İsrail Ordusunun Harabeye Çevirdiği Şifa Hastanesinde Toplu Mezar Bulundu

İsrail ordusunun baskın düzenleyerek 2 hafta boyunca yüzlerce Filistinliyi öldürdüğü ve harabeye çevirdiği Gazze kentindeki Şifa Hastanesi avlusunda toplu mezar bulundu.

Gazze'deki hükümetin Medya Ofisinin yayımladığı videoda, İsrail askerlerinin baskın yaptığı Şifa Hastanesinde yapılan çalışmalara yer verildi.

Videoda konuşan Sağlık Bakanlığı Acil Durum Komitesi Üyesi Mutasım Salah, "Şifa Hastanesinde ilk toplu mezar, hastanenin ön bahçesinde gömülü 10 cenazenin bulunmasının ardından ortaya çıktı. Bulunan cenazelerin bir kısmı çürümüş durumda, bir kısmı da vücut parçalarından ibaret ve bazı cesetler kadınlara ait." ifadesini kullandı.

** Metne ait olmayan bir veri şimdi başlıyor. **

pub mod algorithm;
pub mod host;
pub mod models;
pub mod session;
pub mod telemetry;

pub use algorithm::camera_path::{CameraMode, CameraPose, CameraRig, PerspectiveRig};
pub use host::driver::{run, DriverOptions};
pub use models::config::TourConfig;
pub use models::events::{EventDisposition, HostEvent, ScrollCommand};
pub use models::snapshot::TourSnapshot;
pub use models::viewpoint::{Viewpoint, ViewpointTable};
pub use models::TourError;
pub use session::TourSession;

/// Installs the `env_logger` backend, defaulting to `info` when `RUST_LOG`
/// is unset. Returns false if a logger was already installed.
pub fn init_logging() -> bool {
    env_logger::Builder::from_env(env_logger::Env::default().default_filter_or("info"))
        .try_init()
        .is_ok()
}
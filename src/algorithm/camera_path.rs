use glam::{DMat4, DVec3};
use serde::Serialize;

use crate::algorithm::damping::{ease_out_cubic, DampedPoint};
use crate::algorithm::loop_blend::TransitionState;
use crate::models::config::CameraConfig;
use crate::models::viewpoint::{Viewpoint, ViewpointTable};

/// Half-width of the progress window around 0.5 that gets extra smoothing.
const MIDPOINT_WINDOW: f64 = 0.1;

#[derive(Debug, Clone, Copy, PartialEq, Eq, Default, Serialize)]
#[serde(rename_all = "kebab-case")]
pub enum CameraMode {
    #[default]
    Automatic,
    FreeLook,
}

#[derive(Debug, Clone, Copy, PartialEq)]
pub struct CameraPose {
    pub position: DVec3,
    pub look_at: DVec3,
}

impl CameraPose {
    pub fn lerp(from: CameraPose, to: CameraPose, t: f64) -> CameraPose {
        CameraPose {
            position: from.position.lerp(to.position, t),
            look_at: from.look_at.lerp(to.look_at, t),
        }
    }

    pub fn abs_diff_eq(&self, other: &CameraPose, max_abs_diff: f64) -> bool {
        self.position.abs_diff_eq(other.position, max_abs_diff)
            && self.look_at.abs_diff_eq(other.look_at, max_abs_diff)
    }
}

impl From<Viewpoint> for CameraPose {
    fn from(viewpoint: Viewpoint) -> Self {
        Self {
            position: viewpoint.position,
            look_at: viewpoint.target,
        }
    }
}

pub trait CameraRig {
    fn apply_pose(&mut self, pose: &CameraPose);
}

#[derive(Debug, Clone, Copy, PartialEq)]
pub struct PerspectiveRig {
    pub position: DVec3,
    pub look_at: DVec3,
    pub view: DMat4,
}

impl Default for PerspectiveRig {
    fn default() -> Self {
        Self {
            position: DVec3::ZERO,
            look_at: DVec3::NEG_Z,
            view: DMat4::IDENTITY,
        }
    }
}

impl CameraRig for PerspectiveRig {
    fn apply_pose(&mut self, pose: &CameraPose) {
        self.position = pose.position;
        self.look_at = pose.look_at;

        let forward = pose.look_at - pose.position;
        // look_at_rh degenerates when the eye sits on its target or looks straight along Y.
        if forward.length_squared() > 1e-12 && forward.normalize().cross(DVec3::Y).length_squared() > 1e-12 {
            self.view = DMat4::look_at_rh(pose.position, pose.look_at, DVec3::Y);
        }
    }
}

#[derive(Debug, Clone, Copy, PartialEq)]
pub struct CameraState {
    pub position: DampedPoint,
    pub look_at: DampedPoint,
    pub mode: CameraMode,
    pub transition: TransitionState,
}

impl CameraState {
    pub fn new(start: Viewpoint, config: &CameraConfig) -> Self {
        Self {
            position: DampedPoint::new(start.position, Some(config.max_position_speed)),
            look_at: DampedPoint::new(start.target, None),
            mode: CameraMode::Automatic,
            transition: TransitionState::default(),
        }
    }

    pub fn pose(&self) -> CameraPose {
        CameraPose {
            position: self.position.current,
            look_at: self.look_at.current,
        }
    }

    pub fn velocity(&self) -> DVec3 {
        self.position.velocity
    }

    pub fn snap_to(&mut self, pose: CameraPose) {
        self.position.snap_to(pose.position);
        self.look_at.snap_to(pose.look_at);
    }
}

/// Pre-damping pose for `section` at `progress`, eased with a cubic ease-out.
/// The final (duplicate) section holds the terminal pose.
pub fn interpolated_pose(table: &ViewpointTable, section: usize, progress: f64) -> CameraPose {
    let last = table.last_index();
    if section >= last {
        return table.get(last).into();
    }

    let current = CameraPose::from(table.get(section));
    let next = CameraPose::from(table.get((section + 1) % last));
    CameraPose::lerp(current, next, ease_out_cubic(progress))
}

#[derive(Debug, Clone, PartialEq)]
pub struct CameraPathInterpolator {
    position_damping: f64,
    target_damping: f64,
    enable_smoothing: bool,
    midpoint_boost: f64,
}

impl CameraPathInterpolator {
    pub fn new(config: &CameraConfig) -> Self {
        Self {
            position_damping: config.position_damping,
            target_damping: config.target_damping,
            enable_smoothing: config.enable_smoothing,
            midpoint_boost: config.midpoint_damping_boost,
        }
    }

    /// Moves the camera one tick along the path. Returns false, touching
    /// nothing, in free-look mode.
    pub fn tick(
        &self,
        camera: &mut CameraState,
        table: &ViewpointTable,
        section: usize,
        progress: f64,
        dt: f64,
    ) -> bool {
        if camera.mode == CameraMode::FreeLook {
            return false;
        }
        let goal = interpolated_pose(table, section, progress);
        let near_midpoint = (progress - 0.5).abs() < MIDPOINT_WINDOW;
        self.drive_toward(camera, goal, dt, near_midpoint);
        true
    }

    pub fn drive_toward(&self, camera: &mut CameraState, goal: CameraPose, dt: f64, near_midpoint: bool) {
        if !self.enable_smoothing {
            camera.snap_to(goal);
            return;
        }

        let boost = if near_midpoint { self.midpoint_boost } else { 1.0 };
        camera
            .position
            .tick(goal.position, self.position_damping * boost, dt);
        camera
            .look_at
            .tick(goal.look_at, self.target_damping * boost, dt);
    }
}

Toplu mezardan çıkarılan cenazelerle ilgili çalışmaların; Sağlık, Adalet, İçişleri bakanlıklarından yetkililerin bulunduğu ortak bir komite tarafından yürütüldüğünü aktaran Salah, kimlik tespiti ve hukuki işlemlerin tamamlanmasının cenazelerin defnedileceğini kaydetti.

Hastane avlusunun çeşitli yerlerinde cenazeler bulundu

AA muhabirine konuşan sağlık kaynakları da hastane bahçesinde bulunan 10 cenazenin, İsrail askerleri tarafından daha önce öldürülüp, hastanenin ön bahçesine düzensiz bir şekilde gömüldüğünü belirtti.

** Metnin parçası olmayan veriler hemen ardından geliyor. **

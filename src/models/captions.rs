//! Per-section caption text shown alongside the camera path.

use serde::Serialize;

#[derive(Debug, Clone, Copy, PartialEq, Eq, Serialize)]
pub struct SectionCaption {
    pub title: &'static str,
    pub subtitle: &'static str,
    pub description: &'static str,
}

/// Caption for `section`, clamped to the last entry.
pub fn caption_for(section: usize) -> &'static SectionCaption {
    &SECTION_CAPTIONS[section.min(SECTION_CAPTIONS.len() - 1)]
}

pub fn captions() -> &'static [SectionCaption] {
    &SECTION_CAPTIONS
}

const SECTION_CAPTIONS: [SectionCaption; 13] = [
    SectionCaption {
        title: "Wacced Out Murals",
        subtitle: "Cultural Defense & Legacy",
        description: "The journey begins where defaced murals symbolize contested cultural memory. Like the GNX, Kendrick's vehicle becomes a mobile archive protecting Black artistic expression from erasure.",
    },
    SectionCaption {
        title: "Squabble Up",
        subtitle: "Mobilizing for Cultural Battle",
        description: "An aggressive stance preparing for confrontation. The track's military imagery transforms the GNX from status symbol to tactical vehicle for cultural defense and authentic expression.",
    },
    SectionCaption {
        title: "Luther",
        subtitle: "Precision & Tenderness",
        description: "The clean profile reveals how technical excellence serves emotional expression. Like Luther Vandross's vocal mastery, the GNX demonstrates how controlled power enables movement across different cultural territories.",
    },
    SectionCaption {
        title: "Man at the Garden",
        subtitle: "Achievement & Deserved Success",
        description: "A meditation on what success truly means. The powerful stance of the GNX represents not just material achievement but personal growth and cultural impact that transcends individual gain.",
    },
    SectionCaption {
        title: "Hey Now",
        subtitle: "Navigating Multiple Spaces",
        description: "The reflective surface captures movement through physical, social, and cultural territories. Like the GNX's ability to traverse different environments, the track explores mobility across boundaries.",
    },
    SectionCaption {
        title: "Reincarnated",
        subtitle: "Spiritual Transformation",
        description: "Viewed from above, we witness transformation and rebirth. The GNX becomes a vehicle for spiritual recursion, suggesting Kendrick as a soul reincarnated to address music's complex relationship with Black culture.",
    },
    SectionCaption {
        title: "TV Off",
        subtitle: "Technical Precision & Raw Power",
        description: "Examining the mechanics of power through technical excellence. The track's exploration of military structure parallels the GNX's combination of engineering precision and raw force.",
    },
    SectionCaption {
        title: "Dodger Blue",
        subtitle: "Territorial Authority",
        description: "Authentic movement through LA's geography and culture. The GNX framework here demonstrates how mastery of territory through authentic connection establishes cultural authority.",
    },
    SectionCaption {
        title: "Peekaboo",
        subtitle: "Strategic Visibility",
        description: "Playful yet powerful, this angle explores surveillance as power. The track transforms the GNX's stealth capabilities into a meditation on controlling one's visibility in both physical and digital spaces.",
    },
    SectionCaption {
        title: "Heart Pt. 6",
        subtitle: "Memory as Vehicle",
        description: "From this perspective, we see how memory becomes a vehicle for temporal navigation. The GNX framework illuminates movement through time, artistic development, and cultural preservation.",
    },
    SectionCaption {
        title: "GNX",
        subtitle: "The Ultimate Framework",
        description: "The title track reveals the full meaning of the Grand National Experimental - a sophisticated framework for understanding movement, power, and authentic expression in contemporary culture.",
    },
    SectionCaption {
        title: "Gloria",
        subtitle: "Love Letter to Hip-Hop",
        description: "Glory from this angle reveals the intimate relationship between artist and art. Using the metaphor of romance, the track explores Kendrick's complex bond with hip-hop as both companion and conveyance.",
    },
    SectionCaption {
        title: "Loop Complete",
        subtitle: "Cultural Transcendence",
        description: "Our journey comes full circle, revealing the GNX as performance space, battle station, and escape route - just as hip-hop functions as entertainment, cultural weapon, and path to transcendence.",
    },
];

#[cfg(test)]
mod tests {
    use super::*;
    use crate::models::viewpoint::ViewpointTable;

    #[test]
    fn one_caption_per_viewpoint() {
        assert_eq!(captions().len(), ViewpointTable::gnx_showcase().len());
    }

    #[test]
    fn out_of_range_section_uses_last_caption() {
        assert_eq!(caption_for(40).title, "Loop Complete");
        assert_eq!(caption_for(0).title, "Wacced Out Murals");
    }
}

Hastanenin avlusunun çeşitli yerlerinde onlarca çürümüş, yanmış, kesilmiş, toplu veya tek başına gömülmüş cesede rastlandığını bildiren sağlık kaynakları, hastanenin avlusunda ve çevresinde arama çalışmalarını sürdürdüğünü, gömülü cenazelerin sayısının kesin olarak belirlenmesinin henüz mümkün olmadığını anlattı.

Hamas: "İsrail, utanç verici uluslararası sessizlikten faydalanıyor"

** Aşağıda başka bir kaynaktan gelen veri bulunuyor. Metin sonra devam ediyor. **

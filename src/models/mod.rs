pub mod captions;
pub mod config;
pub mod error;
pub mod events;
pub mod snapshot;
pub mod viewpoint;

pub use error::TourError;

Hamas'tan yapılan açıklamada, Şifa Hastanesinde bulunan toplu mezara ilişkin, İsrail'in "utanç verici uluslararası sessizlikten faydalanarak sürdürdüğü iğrenç uygulamalarının sınırı olmadığı" kaydedildi.

Başta yıkım ve öldürülen Filistinliler olmak üzere Şifa Hastanesi ve çevresinde ortaya çıkarılan durumun, uluslararası kurumlara göre savaş suçu teşkil ettiği vurgulandı.

Açıklamada, "Uluslararası kurumlardan, bu sapkın oluşumun (İsrail) liderlerinden derhal hesap sorarak rollerini işlevsel hale getirmeleri beklenmektedir." ifadesi kullanıldı.

Sivil Savunma Birimi Sözcüsü Mahmud Basal, 9 Nisan'da, İsrail ordusunun çekilmesinin ardından güneydeki Han Yunus kenti ile Gazze’deki Şifa Hastanesi ve çevresinden 409 cenazenin çıkarıldığını, arama çalışmaların sürdürüldüğünü duyurmuştu.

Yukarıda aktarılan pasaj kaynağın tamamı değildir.